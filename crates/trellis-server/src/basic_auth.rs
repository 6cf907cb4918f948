//! HTTP basic authentication gate.
//!
//! Checked by the dispatcher before routing. Logins are matched
//! case-insensitively; passwords are matched exactly.

use std::collections::HashMap;
use std::fmt;
use std::sync::Arc;

use base64::engine::general_purpose::STANDARD;
use base64::Engine as _;
use bytes::Bytes;
use http::header::AUTHORIZATION;
use http::Request;
use trellis_core::{Error, Gatekeeper};

/// Default realm message.
pub const DEFAULT_REALM: &str = "Access to the staging site";

/// Default realm charset.
pub const DEFAULT_CHARSET: &str = "UTF-8";

type AccessFn = Arc<dyn Fn(&Request<Bytes>) -> bool + Send + Sync>;
type AuditFn = Arc<dyn Fn(&Request<Bytes>, &str, bool) + Send + Sync>;

/// A login/password table checked against the `Authorization` header.
///
/// # Example
///
/// ```rust
/// use bytes::Bytes;
/// use http::Request;
/// use trellis_core::Gatekeeper;
/// use trellis_server::BasicAuth;
///
/// let auth = BasicAuth::new().user("Admin", "secret");
///
/// // "admin:secret"
/// let request = Request::get("/")
///     .header("authorization", "Basic YWRtaW46c2VjcmV0")
///     .body(Bytes::new())
///     .unwrap();
/// assert!(auth.check(&request).is_ok());
/// ```
#[derive(Clone)]
pub struct BasicAuth {
    users: HashMap<String, String>,
    realm: String,
    charset: String,
    check_access: Option<AccessFn>,
    audit: Option<AuditFn>,
}

impl Default for BasicAuth {
    fn default() -> Self {
        Self::new()
    }
}

impl BasicAuth {
    /// Creates a gate with no users and the default realm.
    #[must_use]
    pub fn new() -> Self {
        Self {
            users: HashMap::new(),
            realm: DEFAULT_REALM.to_string(),
            charset: DEFAULT_CHARSET.to_string(),
            check_access: None,
            audit: None,
        }
    }

    /// Adds a user. The login is stored lowercase.
    #[must_use]
    pub fn user(mut self, login: &str, password: impl Into<String>) -> Self {
        self.users.insert(login.to_lowercase(), password.into());
        self
    }

    /// Replaces the user table.
    #[must_use]
    pub fn users<I, L, P>(mut self, users: I) -> Self
    where
        I: IntoIterator<Item = (L, P)>,
        L: AsRef<str>,
        P: Into<String>,
    {
        self.users = users
            .into_iter()
            .map(|(login, password)| (login.as_ref().to_lowercase(), password.into()))
            .collect();
        self
    }

    /// Sets the realm message and charset of the challenge.
    #[must_use]
    pub fn realm(mut self, message: impl Into<String>, charset: impl Into<String>) -> Self {
        self.realm = message.into();
        self.charset = charset.into();
        self
    }

    /// Limits the gate to requests for which `predicate` returns true.
    #[must_use]
    pub fn check_access<F>(mut self, predicate: F) -> Self
    where
        F: Fn(&Request<Bytes>) -> bool + Send + Sync + 'static,
    {
        self.check_access = Some(Arc::new(predicate));
        self
    }

    /// Calls `hook` with the request, the login presented (possibly empty)
    /// and the outcome of every check.
    #[must_use]
    pub fn audit<F>(mut self, hook: F) -> Self
    where
        F: Fn(&Request<Bytes>, &str, bool) + Send + Sync + 'static,
    {
        self.audit = Some(Arc::new(hook));
        self
    }

    /// Returns the realm message.
    #[must_use]
    pub fn realm_message(&self) -> &str {
        &self.realm
    }

    /// Returns the `WWW-Authenticate` challenge.
    #[must_use]
    pub fn challenge(&self) -> String {
        format!(r#"Basic realm="{}", charset="{}""#, self.realm, self.charset)
    }

    /// Returns the number of users.
    #[must_use]
    pub fn user_count(&self) -> usize {
        self.users.len()
    }
}

impl Gatekeeper for BasicAuth {
    fn should_check(&self, request: &Request<Bytes>) -> bool {
        self.check_access
            .as_ref()
            .map_or(true, |predicate| predicate(request))
    }

    fn check(&self, request: &Request<Bytes>) -> Result<(), Error> {
        let credentials = request
            .headers()
            .get(AUTHORIZATION)
            .and_then(|v| v.to_str().ok())
            .and_then(parse_credentials);

        let (login, allowed) = match &credentials {
            Some((login, password)) => (
                login.as_str(),
                !login.is_empty() && self.users.get(login) == Some(password),
            ),
            None => ("", false),
        };

        if let Some(audit) = &self.audit {
            audit(request, login, allowed);
        }

        if allowed {
            Ok(())
        } else {
            tracing::debug!(login, "basic auth rejected");
            Err(Error::AuthDenied {
                challenge: self.challenge(),
            })
        }
    }
}

impl fmt::Debug for BasicAuth {
    fn fmt(&self, f: &mut fmt::Formatter<'_>) -> fmt::Result {
        f.debug_struct("BasicAuth")
            .field("users", &self.users.len())
            .field("realm", &self.realm)
            .field("charset", &self.charset)
            .finish_non_exhaustive()
    }
}

/// Decodes `Basic <base64(login:password)>`. The login is lowercased.
fn parse_credentials(header: &str) -> Option<(String, String)> {
    let (scheme, encoded) = header.split_once(' ')?;
    if !scheme.eq_ignore_ascii_case("basic") {
        return None;
    }
    let decoded = STANDARD.decode(encoded.trim()).ok()?;
    let decoded = String::from_utf8(decoded).ok()?;
    let (login, password) = decoded.split_once(':')?;
    Some((login.to_lowercase(), password.to_string()))
}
----
WHAT YOU ARE ASKED TO DO
Whatever appears in the records must be returned exactly.

REPLY
filename crates/trellis-server/src/basic_auth.rs
repository 6cf907cb4918f948
//! HTTP basic authentication gate.
//!
//! Checked by the dispatcher before routing. Logins are matched
//! case-insensitively; passwords are matched exactly.

use std::collections::HashMap;
use std::fmt;
use std::sync::Arc;

use base64::engine::general_purpose::STANDARD;
use base64::Engine as _;
use bytes::Bytes;
use http::header::AUTHORIZATION;
use http::Request;
use trellis_core::{Error, Gatekeeper};

/// Default realm message.
pub const DEFAULT_REALM: &str = "Access to the staging site";

/// Default realm charset.
pub const DEFAULT_CHARSET: &str = "UTF-8";

type AccessFn = Arc<dyn Fn(&Request<Bytes>) -> bool + Send + Sync>;
type AuditFn = Arc<dyn Fn(&Request<Bytes>, &str, bool) + Send + Sync>;

/// A login/password table checked against the `Authorization` header.
///
/// # Example
///
/// ```rust
/// use bytes::Bytes;
/// use http::Request;
/// use trellis_core::Gatekeeper;
/// use trellis_server::BasicAuth;
///
/// let auth = BasicAuth::new().user("Admin", "secret");
///
/// // "admin:secret"
/// let request = Request::get("/")
///     .header("authorization", "Basic YWRtaW46c2VjcmV0")
///     .body(Bytes::new())
///     .unwrap();
/// assert!(auth.check(&request).is_ok());
/// ```
#[derive(Clone)]
pub struct BasicAuth {
    users: HashMap<String, String>,
    realm: String,
    charset: String,
    check_access: Option<AccessFn>,
    audit: Option<AuditFn>,
}

impl Default for BasicAuth {
    fn default() -> Self {
        Self::new()
    }
}

impl BasicAuth {
    /// Creates a gate with no users and the default realm.
    #[must_use]
    pub fn new() -> Self {
        Self {
            users: HashMap::new(),
            realm: DEFAULT_REALM.to_string(),
            charset: DEFAULT_CHARSET.to_string(),
            check_access: None,
            audit: None,
        }
    }

    /// Adds a user. The login is stored lowercase.
    #[must_use]
    pub fn user(mut self, login: &str, password: impl Into<String>) -> Self {
        self.users.insert(login.to_lowercase(), password.into());
        self
    }

    /// Replaces the user table.
    #[must_use]
    pub fn users<I, L, P>(mut self, users: I) -> Self
    where
        I: IntoIterator<Item = (L, P)>,
        L: AsRef<str>,
        P: Into<String>,
    {
        self.users = users
            .into_iter()
            .map(|(login, password)| (login.as_ref().to_lowercase(), password.into()))
            .collect();
        self
    }

    /// Sets the realm message and charset of the challenge.
    #[must_use]
    pub fn realm(mut self, message: impl Into<String>, charset: impl Into<String>) -> Self {
        self.realm = message.into();
        self.charset = charset.into();
        self
    }

    /// Limits the gate to requests for which `predicate` returns true.
    #[must_use]
    pub fn check_access<F>(mut self, predicate: F) -> Self
    where
        F: Fn(&Request<Bytes>) -> bool + Send + Sync + 'static,
    {
        self.check_access = Some(Arc::new(predicate));
        self
    }

    /// Calls `hook` with the request, the login presented (possibly empty)
    /// and the outcome of every check.
    #[must_use]
    pub fn audit<F>(mut self, hook: F) -> Self
    where
        F: Fn(&Request<Bytes>, &str, bool) + Send + Sync + 'static,
    {
        self.audit = Some(Arc::new(hook));
        self
    }

    /// Returns the realm message.
    #[must_use]
    pub fn realm_message(&self) -> &str {
        &self.realm
    }

    /// Returns the `WWW-Authenticate` challenge.
    #[must_use]
    pub fn challenge(&self) -> String {
        format!(r#"Basic realm="{}", charset="{}""#, self.realm, self.charset)
    }

    /// Returns the number of users.
    #[must_use]
    pub fn user_count(&self) -> usize {
        self.users.len()
    }
}

impl Gatekeeper for BasicAuth {
    fn should_check(&self, request: &Request<Bytes>) -> bool {
        self.check_access
            .as_ref()
            .map_or(true, |predicate| predicate(request))
    }

    fn check(&self, request: &Request<Bytes>) -> Result<(), Error> {
        let credentials = request
            .headers()
            .get(AUTHORIZATION)
            .and_then(|v| v.to_str().ok())
            .and_then(parse_credentials);

        let (login, allowed) = match &credentials {
            Some((login, password)) => (
                login.as_str(),
                !login.is_empty() && self.users.get(login) == Some(password),
            ),
            None => ("", false),
        };

        if let Some(audit) = &self.audit {
            audit(request, login, allowed);
        }

        if allowed {
            Ok(())
        } else {
            tracing::debug!(login, "basic auth rejected");
            Err(Error::AuthDenied {
                challenge: self.challenge(),
            })
        }
    }
}

impl fmt::Debug for BasicAuth {
    fn fmt(&self, f: &mut fmt::Formatter<'_>) -> fmt::Result {
        f.debug_struct("BasicAuth")
            .field("users", &self.users.len())
            .field("realm", &self.realm)
            .field("charset", &self.charset)
            .finish_non_exhaustive()
    }
}

/// Decodes `Basic <base64(login:password)>`. The login is lowercased.
fn parse_credentials(header: &str) -> Option<(String, String)> {
    let (scheme, encoded) = header.split_once(' ')?;
    if !scheme.eq_ignore_ascii_case("basic") {
        return None;
    }
    let decoded = STANDARD.decode(encoded.trim()).ok()?;
    let decoded = String::from_utf8(decoded).ok()?;
    let (login, password) = decoded.split_once(':')?;
    Some((login.to_lowercase(), password.to_string()))
}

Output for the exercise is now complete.